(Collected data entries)
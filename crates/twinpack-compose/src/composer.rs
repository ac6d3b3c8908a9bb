//! Orchestrates the builders into a complete graph.
//!
//! Two modes are offered. [`ConfigComposer::compose`] builds a fresh graph
//! from nothing; [`ConfigComposer::mutate`] patches a graph the host already
//! owns. Both are pure functions of the target and the build environment.

use std::collections::BTreeMap;
use std::path::PathBuf;

use serde::{Deserialize, Serialize};
use twinpack_common::config::{BuildEnv, HostOptions};
use twinpack_common::constants::{
    APP_STYLE_LOADER, FILTER_HELPER_MODULE, HOST_DEFAULT_ENTRY, OUTPUT_CHUNK_FILENAME,
    OUTPUT_FILENAME, OUTPUT_GLOBAL_OBJECT, RESOLVE_EXTENSIONS, RUNTIME_MODULE,
    SERVICE_RUNTIME_CHUNK, UNARY_TAGS,
};
use twinpack_common::error::Result;
use twinpack_common::types::{BuildMode, LoaderId, PluginId, ProcessKind, RuleId};

use crate::assets::AssetRuleComposer;
use crate::cache::{CacheComponent, CacheConfig, CacheKeyDeriver, CacheStage};
use crate::graph::{
    BuildGraphDescriptor, LoaderUse, ModuleConfig, OptimizationPolicy, OutputDescriptor,
    PerformanceConfig, ResolveConfig, ResolveLoaderConfig, ResourceTest, RuntimeChunkPolicy,
    SourceMapPolicy,
};
use crate::patch::{LoaderAnchor, MutationPass, Patch};
use crate::provide::GlobalSymbolBinder;
use crate::rules::RulePipelineBuilder;
use crate::target::{self, TargetDescriptor};

/// Template compiler options forwarded by the component loader.
#[derive(Debug, Clone, PartialEq, Eq, Serialize, Deserialize)]
#[serde(rename_all = "camelCase")]
pub struct CompilerOptions {
    /// Tags compiled as self-closing.
    pub unary_tags: Vec<String>,
    /// Whether whitespace between tags is kept.
    pub preserve_whitespace: bool,
    /// Compiling for the service process.
    pub service: bool,
    /// Compiling for the view process.
    pub view: bool,
}

/// Options of the single-file component loader.
#[derive(Debug, Clone, PartialEq, Eq, Serialize, Deserialize)]
#[serde(rename_all = "camelCase")]
pub struct ComponentLoaderOptions {
    /// Strip style blocks for the service process.
    pub is_app_service: bool,
    /// Return a fixed script for the view process.
    pub is_app_view: bool,
    /// Template compiler module.
    pub compiler: String,
    /// Options forwarded to the template compiler.
    pub compiler_options: CompilerOptions,
    /// Template compiler cache directory; `false` when not caching.
    #[serde(with = "false_when_none")]
    pub cache_directory: Option<PathBuf>,
    /// Template compiler cache identifier; `false` when not caching.
    #[serde(with = "false_when_none")]
    pub cache_identifier: Option<String>,
}

/// Encodes an absent cache setting as the literal `false` the component
/// loader expects.
mod false_when_none {
    use serde::de::Error as _;
    use serde::{Deserialize, Deserializer, Serialize, Serializer};

    #[derive(Deserialize)]
    #[serde(untagged)]
    enum Setting<T> {
        Off(bool),
        On(T),
    }

    #[allow(clippy::ref_option)]
    pub fn serialize<T, S>(value: &Option<T>, serializer: S) -> Result<S::Ok, S::Error>
    where
        T: Serialize,
        S: Serializer,
    {
        match value {
            Some(inner) => inner.serialize(serializer),
            None => serializer.serialize_bool(false),
        }
    }

    pub fn deserialize<'de, T, D>(deserializer: D) -> Result<Option<T>, D::Error>
    where
        T: Deserialize<'de>,
        D: Deserializer<'de>,
    {
        match Option::<Setting<T>>::deserialize(deserializer)? {
            Some(Setting::On(inner)) => Ok(Some(inner)),
            Some(Setting::Off(true)) => Err(D::Error::custom("expected a cache setting or false")),
            Some(Setting::Off(false)) | None => Ok(None),
        }
    }
}

/// Options of the cache stage in front of the component loader.
#[derive(Debug, Clone, PartialEq, Eq, Serialize, Deserialize)]
#[serde(rename_all = "camelCase")]
pub struct CacheLoaderOptions {
    /// Cache directory.
    pub cache_directory: PathBuf,
    /// Cache identifier.
    pub cache_identifier: String,
}

/// Project-level options the host must apply alongside the graph.
#[derive(Debug, Clone, PartialEq, Eq, Serialize, Deserialize)]
#[serde(rename_all = "camelCase")]
pub struct ProjectOverrides {
    /// Whether loaders may run in worker threads.
    pub parallel: bool,
    /// Dependencies that must be transpiled rather than consumed as-is.
    pub transpile_dependencies: Vec<String>,
}

/// Project options for the dual-process target.
#[must_use]
pub fn project_overrides() -> ProjectOverrides {
    ProjectOverrides {
        parallel: false,
        transpile_dependencies: vec![FILTER_HELPER_MODULE.to_owned(), RUNTIME_MODULE.to_owned()],
    }
}

/// Optimization block for a target.
///
/// Chunk splitting is off because the two processes never share a module
/// cache. Emission continues past module errors; the packaging step reports
/// them.
#[must_use]
pub fn optimization_policy(target: &TargetDescriptor) -> OptimizationPolicy {
    let (runtime_chunk, source_map) = match target.process {
        ProcessKind::Service => {
            let source_map = if target.mode == BuildMode::Production {
                SourceMapPolicy::Disabled
            } else {
                SourceMapPolicy::EvalSourceMap
            };
            (RuntimeChunkPolicy::Named(SERVICE_RUNTIME_CHUNK.to_owned()), source_map)
        }
        ProcessKind::View => (RuntimeChunkPolicy::Disabled, SourceMapPolicy::Disabled),
    };
    OptimizationPolicy {
        split_chunks: false,
        runtime_chunk,
        emit_on_error: true,
        source_map,
    }
}

/// Composes build graphs for the service and view processes.
#[derive(Debug, Clone)]
pub struct ConfigComposer<'a> {
    env: &'a BuildEnv,
    binder: GlobalSymbolBinder,
}

impl<'a> ConfigComposer<'a> {
    /// Creates a composer over an explicit build environment.
    #[must_use]
    pub fn new(env: &'a BuildEnv) -> Self {
        Self {
            env,
            binder: GlobalSymbolBinder::new(),
        }
    }

    /// Replaces the provide binder.
    #[must_use]
    pub fn with_binder(mut self, binder: GlobalSymbolBinder) -> Self {
        self.binder = binder;
        self
    }

    /// Resolves the target from host options, then composes a fresh graph.
    ///
    /// # Errors
    ///
    /// Returns `AmbiguousTarget`, `EntryOutsideRoot`, or `UnresolvedMainEntry`
    /// from target resolution, and any error from [`Self::compose`].
    pub fn compose_from(&self, options: &HostOptions) -> Result<BuildGraphDescriptor> {
        let target = target::resolve(options, self.env)?;
        self.compose(&target)
    }

    /// Builds a complete graph for the target.
    ///
    /// # Errors
    ///
    /// Returns an error if the target is invalid or provide bindings collide.
    pub fn compose(&self, target: &TargetDescriptor) -> Result<BuildGraphDescriptor> {
        self.build_fresh(target)
    }

    fn build_fresh(&self, target: &TargetDescriptor) -> Result<BuildGraphDescriptor> {
        target.validate()?;
        let rules = RulePipelineBuilder::new(self.env).build(target)?;

        let mut graph = BuildGraphDescriptor {
            mode: target.mode,
            output: OutputDescriptor {
                filename: OUTPUT_FILENAME.to_owned(),
                chunk_filename: OUTPUT_CHUNK_FILENAME.to_owned(),
                global_object: OUTPUT_GLOBAL_OBJECT.to_owned(),
            },
            module: ModuleConfig { rules },
            resolve: ResolveConfig {
                extensions: RESOLVE_EXTENSIONS.iter().map(|e| (*e).to_owned()).collect(),
            },
            resolve_loader: ResolveLoaderConfig {
                alias: BTreeMap::from([("vue-style-loader".to_owned(), APP_STYLE_LOADER.to_owned())]),
            },
            externals: BTreeMap::from([("vue".to_owned(), "Vue".to_owned())]),
            performance: PerformanceConfig { hints: false },
            ..BuildGraphDescriptor::default()
        };
        self.mutation_pass(target)?.apply(&mut graph)?;

        tracing::info!(
            process = %target.process,
            platform = %target.platform,
            rules = graph.module.rules.len(),
            "composed build graph"
        );
        Ok(graph)
    }

    /// Patches a host-supplied graph for the target.
    ///
    /// Applying the same mutation twice yields the same graph as applying it
    /// once.
    ///
    /// # Errors
    ///
    /// Returns an error if the target is invalid or a patch cannot apply.
    pub fn mutate(
        &self,
        base: BuildGraphDescriptor,
        target: &TargetDescriptor,
    ) -> Result<BuildGraphDescriptor> {
        target.validate()?;
        let mut graph = base;
        let pass = self.mutation_pass(target)?;
        pass.apply(&mut graph)?;
        tracing::info!(
            process = %target.process,
            patches = pass.patches().len(),
            "mutated host build graph"
        );
        Ok(graph)
    }

    /// The ordered patches [`Self::mutate`] applies.
    ///
    /// # Errors
    ///
    /// Returns an error if loader options cannot be serialized.
    pub fn mutation_pass(&self, target: &TargetDescriptor) -> Result<MutationPass> {
        let assets = AssetRuleComposer::new().build(target)?;
        let deriver = CacheKeyDeriver::new(self.env);
        let template_cache = deriver.derive(
            &CacheComponent::for_stage(CacheStage::TemplateCompiler, self.env),
            target,
        )?;
        let loader_cache = deriver.derive(
            &CacheComponent::for_stage(CacheStage::ComponentLoader, self.env),
            target,
        )?;

        let provide = self.binder.bind(target)?;

        let pass = MutationPass::new()
            .then(Patch::RemoveEntry(HOST_DEFAULT_ENTRY.to_owned()))
            .then(Patch::UpsertEntry {
                name: target.process.entry_key().to_owned(),
                module: target.main_entry.clone(),
            })
            .then(Patch::SetOptimization(optimization_policy(target)))
            .extend(assets.into_iter().map(Patch::ReplaceRule))
            .then(Patch::EnsureRule {
                id: RuleId::Component,
                test: vec![
                    ResourceTest::Pattern(r"\.vue$".to_owned()),
                    ResourceTest::Pattern(r"\.nvue$".to_owned()),
                ],
            })
            .then(Patch::AppendLoader {
                rule: RuleId::Component,
                loader: self.component_loader(target, &template_cache)?,
                anchor: LoaderAnchor::End,
            })
            .then(cache_stage_patch(&loader_cache)?)
            .then(Patch::UpsertPlugin(provide.to_plugin()?))
            .extend(PluginId::WEB_ONLY.into_iter().map(Patch::RemovePlugin));
        Ok(pass)
    }

    fn component_loader(
        &self,
        target: &TargetDescriptor,
        template_cache: &CacheConfig,
    ) -> Result<LoaderUse> {
        let service = target.process.is_service();
        let view = target.process.is_view();
        let options = ComponentLoaderOptions {
            is_app_service: service,
            is_app_view: view,
            compiler: self.env.template_compiler.clone(),
            compiler_options: CompilerOptions {
                unary_tags: UNARY_TAGS.iter().map(|t| (*t).to_owned()).collect(),
                preserve_whitespace: false,
                service,
                view,
            },
            cache_directory: template_cache.directory.clone(),
            cache_identifier: template_cache.identifier.clone(),
        };
        LoaderUse::new(LoaderId::ComponentLoader).with_options(&options)
    }
}

fn cache_stage_patch(cache: &CacheConfig) -> Result<Patch> {
    let (Some(directory), Some(identifier)) = (&cache.directory, &cache.identifier) else {
        return Ok(Patch::RemoveLoader {
            rule: RuleId::Component,
            loader: LoaderId::CacheLoader,
        });
    };
    let options = CacheLoaderOptions {
        cache_directory: directory.clone(),
        cache_identifier: identifier.clone(),
    };
    Ok(Patch::AppendLoader {
        rule: RuleId::Component,
        loader: LoaderUse::new(LoaderId::CacheLoader).with_options(&options)?,
        anchor: LoaderAnchor::Before(LoaderId::ComponentLoader),
    })
}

Task prompt
Each line of the entries above that includes "BuildEnv" counts once; state how many such lines there are, with the number as the only answer.

Exercise result
3